Hon. Chester A. Arthur

And so Garfield is really dead
& you are President
                                For a time
it seemed as if we all were mistaken---
as if he meant to 'disappoint our fears'

Then I felt I owed you
an apology for what I had written
Perhaps I owe you one now,
for writing at all
My only excuse for this letter
is the deep sympathy
I feel for you in your sorrow"
"the feeling that you were chief mourner"

"What we all endured during
the terrible months of anxiety just past,
you too endured---
intensified ten thousand fold
by the reflection that you were the one
human being to benefit by his death"
You could not put what you suffered in words"

"In such affliction,
the soul puts forth new life"
                                          "And 
there is consolation for sorrow like yours---
though it comes slowly
It is impossible for you to have it now,
if you have taken in the full lesson
of this national crisis"

"Wishing you well in all your endeavors,

Yours Respectfully, J.I.Sand

P.S."  "What the nation needs most at present, is rest
We all are worn out with watching---
& when people are very tired
they are apt to be
irritable,
             unreasonable
                                    &
ready to quarrel on small provocation"

"one month of peace would be
a great refreshment to the whole country"
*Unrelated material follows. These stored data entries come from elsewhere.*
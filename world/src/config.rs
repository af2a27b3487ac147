//! Tuning for the authoritative world.

use glam::Vec3;
use lane_runner_core::{ConfigError, Lane, ObstacleKind, SegmentTemplate, TemplateId};
use serde::{Deserialize, Serialize};

use crate::pool::PoolPolicy;

const DEFAULT_LANE_SIZE: f32 = 2.5;
const DEFAULT_GRAVITY: f32 = 9.81;
const DEFAULT_PLAYER_MASS: f32 = 1.0;
const DEFAULT_RETENTION_DISTANCE: f32 = 40.0;
const DEFAULT_LANDING_TOLERANCE: f32 = 0.5;
const DEFAULT_KILL_HEIGHT: f32 = -10.0;
const PICKUP_POINTS: u32 = 10;

/// Configuration parameters required to construct the world.
#[derive(Clone, Debug, PartialEq, Serialize, Deserialize)]
#[serde(default)]
pub struct WorldConfig {
    /// Distance between adjacent lane centres.
    pub lane_size: f32,
    /// Magnitude of the downward gravitational acceleration.
    pub gravity: f32,
    /// Mass of the player body.
    pub player_mass: f32,
    /// Position the player occupies on spawn and after every scene reset.
    pub spawn_position: Vec3,
    /// Anchor the first segment of the chain starts at. Its height is the ground level.
    pub generation_origin: Vec3,
    /// How far behind the player a segment's end anchor may fall before it is recycled.
    pub retention_distance: f32,
    /// Depth below the ground within which a falling player still lands.
    pub landing_tolerance: f32,
    /// Height below which the player is considered lost.
    pub kill_height: f32,
    /// Half extents of the trigger box around every obstacle.
    pub trigger_half_extents: Vec3,
    /// Exhaustion policy of the per-template segment pools.
    pub segment_pool: PoolPolicy,
    /// Exhaustion policy of the obstacle pool.
    pub obstacle_pool: PoolPolicy,
    /// Segment blueprints the generator chooses from.
    pub templates: Vec<SegmentTemplate>,
}

impl WorldConfig {
    /// Checks that the configuration describes a playable level.
    pub fn validate(&self) -> Result<(), ConfigError> {
        ensure_positive("lane_size", self.lane_size)?;
        ensure_positive("gravity", self.gravity)?;
        ensure_positive("player_mass", self.player_mass)?;
        ensure_positive("retention_distance", self.retention_distance)?;
        ensure_not_negative("landing_tolerance", self.landing_tolerance)?;
        ensure_not_negative("trigger_half_extents.x", self.trigger_half_extents.x)?;
        ensure_not_negative("trigger_half_extents.y", self.trigger_half_extents.y)?;
        ensure_not_negative("trigger_half_extents.z", self.trigger_half_extents.z)?;
        let ground = self.generation_origin.y;
        if self.kill_height.is_nan() || self.kill_height >= ground {
            return Err(ConfigError::KillHeightAboveGround {
                kill_height: self.kill_height,
                ground,
            });
        }
        if self.templates.is_empty() {
            return Err(ConfigError::NoTemplates);
        }

        for (index, template) in self.templates.iter().enumerate() {
            ensure_positive("templates.length", template.length)?;
            for slot in &template.obstacles {
                if slot.offset < 0.0 || slot.offset > template.length {
                    return Err(ConfigError::ObstacleOutsideSegment {
                        template: TemplateId::new(index as u32),
                        offset: slot.offset,
                        length: template.length,
                    });
                }
            }
        }

        Ok(())
    }
}

impl Default for WorldConfig {
    fn default() -> Self {
        Self {
            lane_size: DEFAULT_LANE_SIZE,
            gravity: DEFAULT_GRAVITY,
            player_mass: DEFAULT_PLAYER_MASS,
            spawn_position: Vec3::ZERO,
            generation_origin: Vec3::new(5.0, 0.0, 0.0),
            retention_distance: DEFAULT_RETENTION_DISTANCE,
            landing_tolerance: DEFAULT_LANDING_TOLERANCE,
            kill_height: DEFAULT_KILL_HEIGHT,
            trigger_half_extents: Vec3::new(0.6, 1.0, 0.6),
            segment_pool: PoolPolicy::Grow,
            obstacle_pool: PoolPolicy::Grow,
            templates: default_templates(),
        }
    }
}

fn ensure_positive(field: &'static str, value: f32) -> Result<(), ConfigError> {
    if value > 0.0 {
        Ok(())
    } else {
        Err(ConfigError::NotPositive { field, value })
    }
}

fn ensure_not_negative(field: &'static str, value: f32) -> Result<(), ConfigError> {
    if value >= 0.0 {
        Ok(())
    } else {
        Err(ConfigError::Negative { field, value })
    }
}

fn default_templates() -> Vec<SegmentTemplate> {
    let pickup = ObstacleKind::ScorePickup {
        points: PICKUP_POINTS,
    };
    vec![
        SegmentTemplate::new(30.0)
            .with_obstacle(10.0, Lane::CENTER, pickup)
            .with_obstacle(20.0, Lane::CENTER, pickup),
        SegmentTemplate::new(30.0)
            .with_obstacle(15.0, Lane::MIN, ObstacleKind::Hazard)
            .with_obstacle(15.0, Lane::MAX, pickup),
        SegmentTemplate::new(30.0)
            .with_obstacle(15.0, Lane::MAX, ObstacleKind::Hazard)
            .with_obstacle(15.0, Lane::MIN, pickup),
        SegmentTemplate::new(40.0)
            .with_obstacle(10.0, Lane::CENTER, ObstacleKind::Hazard)
            .with_obstacle(20.0, Lane::MIN, pickup)
            .with_obstacle(20.0, Lane::MAX, pickup)
            .with_obstacle(30.0, Lane::MIN, ObstacleKind::Hazard),
    ]
}

#[cfg(test)]
mod tests {
    use super::*;

    #[test]
    fn default_configuration_is_valid() {
        assert_eq!(WorldConfig::default().validate(), Ok(()));
    }

    #[test]
    fn missing_templates_are_rejected() {
        let config = WorldConfig {
            templates: Vec::new(),
            ..WorldConfig::default()
        };
        assert_eq!(config.validate(), Err(ConfigError::NoTemplates));
    }

    #[test]
    fn zero_length_segment_is_rejected() {
        let config = WorldConfig {
            templates: vec![SegmentTemplate::new(0.0)],
            ..WorldConfig::default()
        };
        assert!(matches!(
            config.validate(),
            Err(ConfigError::NotPositive {
                field: "templates.length",
                ..
            })
        ));
    }

    #[test]
    fn negative_landing_tolerance_is_rejected() {
        let config = WorldConfig {
            landing_tolerance: -0.1,
            ..WorldConfig::default()
        };
        assert_eq!(
            config.validate(),
            Err(ConfigError::Negative {
                field: "landing_tolerance",
                value: -0.1,
            })
        );
    }

    #[test]
    fn negative_trigger_extent_is_rejected() {
        let config = WorldConfig {
            trigger_half_extents: Vec3::new(0.6, -1.0, 0.6),
            ..WorldConfig::default()
        };
        assert!(matches!(
            config.validate(),
            Err(ConfigError::Negative {
                field: "trigger_half_extents.y",
                ..
            })
        ));
    }

    #[test]
    fn kill_height_must_lie_below_ground() {
        let config = WorldConfig {
            generation_origin: Vec3::new(5.0, 2.0, 0.0),
            kill_height: 2.0,
            ..WorldConfig::default()
        };
        assert_eq!(
            config.validate(),
            Err(ConfigError::KillHeightAboveGround {
                kill_height: 2.0,
                ground: 2.0,
            })
        );
    }

    #[test]
    fn obstacle_beyond_segment_end_is_rejected() {
        let config = WorldConfig {
            templates: vec![SegmentTemplate::new(10.0).with_obstacle(
                12.0,
                Lane::CENTER,
                ObstacleKind::Hazard,
            )],
            ..WorldConfig::default()
        };
        assert!(matches!(
            config.validate(),
            Err(ConfigError::ObstacleOutsideSegment { .. })
        ));
    }
}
                                               Yours Sincerely,
                                                                         J.I.S.
Sept 28th 1881"


Arthur:

The worst has happened,
                                      and
"the memory of the murdered President,
his protracted sufferings,
                                     his unyielding fortitude,
the example and achievements of his life,
and the pathos of his death
will forever illumine the pages of our history"

"it will be my earnest endeavor to profit,
and to see that the nation shall profit,
by his example and experience"

                                                 Thus,
with sadness and resolve,
"I assume the trust
imposed by the Constitution"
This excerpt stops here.